PROVIDED DATA>
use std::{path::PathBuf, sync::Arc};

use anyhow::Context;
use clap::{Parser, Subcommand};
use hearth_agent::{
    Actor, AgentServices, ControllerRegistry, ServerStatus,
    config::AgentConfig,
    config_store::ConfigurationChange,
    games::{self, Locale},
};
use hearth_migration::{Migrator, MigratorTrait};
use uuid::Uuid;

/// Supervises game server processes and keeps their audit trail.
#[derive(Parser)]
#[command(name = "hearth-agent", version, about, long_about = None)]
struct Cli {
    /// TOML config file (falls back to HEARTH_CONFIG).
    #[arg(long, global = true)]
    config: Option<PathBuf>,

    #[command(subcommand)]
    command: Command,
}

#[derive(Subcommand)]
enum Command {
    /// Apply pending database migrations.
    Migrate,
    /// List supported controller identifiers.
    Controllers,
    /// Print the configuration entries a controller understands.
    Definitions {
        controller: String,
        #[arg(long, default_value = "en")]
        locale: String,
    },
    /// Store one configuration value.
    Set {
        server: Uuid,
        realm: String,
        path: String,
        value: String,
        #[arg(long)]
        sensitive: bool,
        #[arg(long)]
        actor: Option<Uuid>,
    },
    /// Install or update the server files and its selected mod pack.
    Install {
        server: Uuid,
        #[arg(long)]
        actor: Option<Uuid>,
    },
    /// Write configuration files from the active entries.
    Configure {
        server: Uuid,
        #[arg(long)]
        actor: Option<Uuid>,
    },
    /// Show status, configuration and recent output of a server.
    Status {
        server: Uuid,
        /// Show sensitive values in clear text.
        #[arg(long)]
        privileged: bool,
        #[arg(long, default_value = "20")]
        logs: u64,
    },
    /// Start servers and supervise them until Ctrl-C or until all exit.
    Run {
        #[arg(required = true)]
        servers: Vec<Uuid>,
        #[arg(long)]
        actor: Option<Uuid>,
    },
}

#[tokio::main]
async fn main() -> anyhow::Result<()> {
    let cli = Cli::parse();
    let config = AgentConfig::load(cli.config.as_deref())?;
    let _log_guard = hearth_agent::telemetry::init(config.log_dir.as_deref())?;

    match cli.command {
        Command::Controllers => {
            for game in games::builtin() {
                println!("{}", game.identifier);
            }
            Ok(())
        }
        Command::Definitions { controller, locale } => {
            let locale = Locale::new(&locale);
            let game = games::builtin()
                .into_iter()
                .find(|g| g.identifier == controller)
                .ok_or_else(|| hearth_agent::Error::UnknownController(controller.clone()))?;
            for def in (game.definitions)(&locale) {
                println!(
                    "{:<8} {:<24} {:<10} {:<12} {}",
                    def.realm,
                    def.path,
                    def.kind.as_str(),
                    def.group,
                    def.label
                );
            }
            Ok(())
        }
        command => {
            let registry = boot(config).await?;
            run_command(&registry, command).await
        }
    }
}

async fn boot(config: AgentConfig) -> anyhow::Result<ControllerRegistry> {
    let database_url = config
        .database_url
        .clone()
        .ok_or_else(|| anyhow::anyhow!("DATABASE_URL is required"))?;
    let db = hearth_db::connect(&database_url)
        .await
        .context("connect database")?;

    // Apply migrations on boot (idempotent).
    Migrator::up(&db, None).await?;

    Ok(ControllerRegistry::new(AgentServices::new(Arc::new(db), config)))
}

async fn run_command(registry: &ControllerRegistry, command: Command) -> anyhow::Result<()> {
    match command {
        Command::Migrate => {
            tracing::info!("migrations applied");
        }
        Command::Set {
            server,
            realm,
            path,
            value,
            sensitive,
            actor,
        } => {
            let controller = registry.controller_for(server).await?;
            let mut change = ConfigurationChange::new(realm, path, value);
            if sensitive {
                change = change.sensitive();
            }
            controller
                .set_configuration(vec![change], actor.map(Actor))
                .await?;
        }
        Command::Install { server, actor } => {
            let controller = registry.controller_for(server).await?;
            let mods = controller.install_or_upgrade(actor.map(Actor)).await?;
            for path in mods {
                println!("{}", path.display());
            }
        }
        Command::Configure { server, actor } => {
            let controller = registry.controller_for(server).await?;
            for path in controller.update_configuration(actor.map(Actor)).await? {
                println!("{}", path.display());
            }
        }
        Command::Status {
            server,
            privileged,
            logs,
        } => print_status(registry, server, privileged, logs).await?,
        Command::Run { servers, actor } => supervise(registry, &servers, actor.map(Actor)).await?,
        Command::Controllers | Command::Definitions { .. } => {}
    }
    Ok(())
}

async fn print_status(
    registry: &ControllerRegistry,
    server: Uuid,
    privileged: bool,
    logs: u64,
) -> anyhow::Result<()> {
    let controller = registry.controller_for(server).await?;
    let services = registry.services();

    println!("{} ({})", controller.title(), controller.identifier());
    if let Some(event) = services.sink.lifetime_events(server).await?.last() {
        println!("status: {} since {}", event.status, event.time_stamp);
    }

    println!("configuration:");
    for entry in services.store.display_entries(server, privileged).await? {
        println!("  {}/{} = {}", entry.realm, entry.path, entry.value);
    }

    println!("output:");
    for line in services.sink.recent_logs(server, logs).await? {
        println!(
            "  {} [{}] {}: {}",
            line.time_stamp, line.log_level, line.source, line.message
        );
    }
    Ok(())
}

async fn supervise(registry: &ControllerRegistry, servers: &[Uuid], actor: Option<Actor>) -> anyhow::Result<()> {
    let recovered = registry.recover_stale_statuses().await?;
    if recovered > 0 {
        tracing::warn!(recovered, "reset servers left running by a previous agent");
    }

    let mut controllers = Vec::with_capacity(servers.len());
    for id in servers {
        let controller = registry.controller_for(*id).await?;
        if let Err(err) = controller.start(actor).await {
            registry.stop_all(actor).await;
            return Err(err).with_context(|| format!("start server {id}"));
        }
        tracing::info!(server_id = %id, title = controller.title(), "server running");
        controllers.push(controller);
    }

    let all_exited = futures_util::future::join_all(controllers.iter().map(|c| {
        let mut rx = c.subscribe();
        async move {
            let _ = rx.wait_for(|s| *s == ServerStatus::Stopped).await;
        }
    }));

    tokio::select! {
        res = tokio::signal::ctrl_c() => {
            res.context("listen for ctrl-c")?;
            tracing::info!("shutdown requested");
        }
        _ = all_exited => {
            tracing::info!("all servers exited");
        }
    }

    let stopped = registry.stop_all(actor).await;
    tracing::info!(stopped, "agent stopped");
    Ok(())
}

TASK OBJECTIVE> Please write out exactly the lines from the start of the data through the line that contains "their audit trail.", both ends included, and nothing else.

SOLUTION>
use std::{path::PathBuf, sync::Arc};

use anyhow::Context;
use clap::{Parser, Subcommand};
use hearth_agent::{
    Actor, AgentServices, ControllerRegistry, ServerStatus,
    config::AgentConfig,
    config_store::ConfigurationChange,
    games::{self, Locale},
};
use hearth_migration::{Migrator, MigratorTrait};
use uuid::Uuid;

/// Supervises game server processes and keeps their audit trail.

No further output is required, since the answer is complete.